Votação do Marco Civil da Internet é adiada para agosto

Até lá, o relator do projeto, Alessandro Molon (PT-RJ), tenta costurar um acordo com a base aliada para a aprovação do texto, discutido desde 2011.
Até lá, o relator do projeto, Alessandro Molon (PT-RJ), tenta costurar um acordo com a base aliada para a aprovação do texto, discutido desde 2011.

A votação do projeto do Marco Civil da Internet, considerado a “constituição da rede” e prevista para acontecer nesta terça-feira, foi adiada para a segunda semana de agosto. Com o adiamento da votação do projeto de lei que direciona os recursos dos royalties do petróleo à educação e à saúde, que tem urgência constitucional e tranca a pauta do Congresso, o marco civil só poderá ser votado após o recesso.

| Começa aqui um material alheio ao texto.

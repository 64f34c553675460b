use thiserror::Error;

#[derive(Error, Debug)]
pub enum HybridError {
    #[error("IO error: {0}")]
    Io(#[from] std::io::Error),

    #[error("JSON serialization error: {0}")]
    Json(#[from] serde_json::Error),

    #[error("Network error while requesting {url}: {source}")]
    Network {
        url: String,
        #[source]
        source: reqwest::Error,
    },

    #[error("HTTP {status} from {url}: {body}")]
    HttpStatus {
        url: String,
        status: u16,
        body: String,
    },

    #[error("Unexpected response shape from {endpoint}: {detail}")]
    Schema { endpoint: String, detail: String },

    #[error("Failed to fetch chapter {chapter}: {source}")]
    ChapterFetch {
        chapter: u32,
        #[source]
        source: Box<HybridError>,
    },

    #[error("Invalid chapter number {0}: must be between 1 and 114")]
    InvalidChapter(u32),

    #[error("Language model runner '{binary}' could not be started: {reason}")]
    ProcessUnavailable { binary: String, reason: String },

    #[error("Language model did not answer within {0} seconds")]
    ProcessTimeout(u64),

    #[error("Language model exited with {status}: {stderr}")]
    ProcessFailure { status: String, stderr: String },

    #[error("Could not parse language model reply: {0}")]
    SynthesisParse(String),

    #[error("Configuration error: {0}")]
    Config(String),
}

pub type Result<T> = std::result::Result<T, HybridError>;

Até lá, o relator do projeto, Alessandro Molon (PT-RJ), tenta costurar um acordo com a base aliada para a aprovação do texto, discutido desde 2011. O projeto, que pretende, segundo seu texto, estabelecer “princípios, garantias, direitos e deveres para o uso da Internet no Brasil”, voltou à pauta do Congresso em meio a denúncias de que o Brasil seria um dos países mais investigados pela NSA (National Security Agency, ma sigla em inglês).
Na semana passada, a ministra responsável pela articulação política do governo, Ideli Salvatti (Relações Institucionais), pediu urgência na aprovação do projeto. “É de muita importância que possamos ter da parte do Congresso Nacional uma reposta muito pronta. É inadmissível a violação a soberania e a privacidade do cidadão brasileiros nesse momento”, afirmou a ministra.
O caso de espionagem foi revelado pelo jornal O Globo, que teve acesso a documentos coletados pelo ex-técnico da Agência Central de Inteligência dos EUA (CIA), Edward Snowden. Dentro do projeto do marco civil, a ministra aponta como “ponto primordial” a guarda das informações e do trânsito pela rede. Para isso, o texto poderá ser modificado para tratar de maneira mais rigorosa a questão da segurança virtual.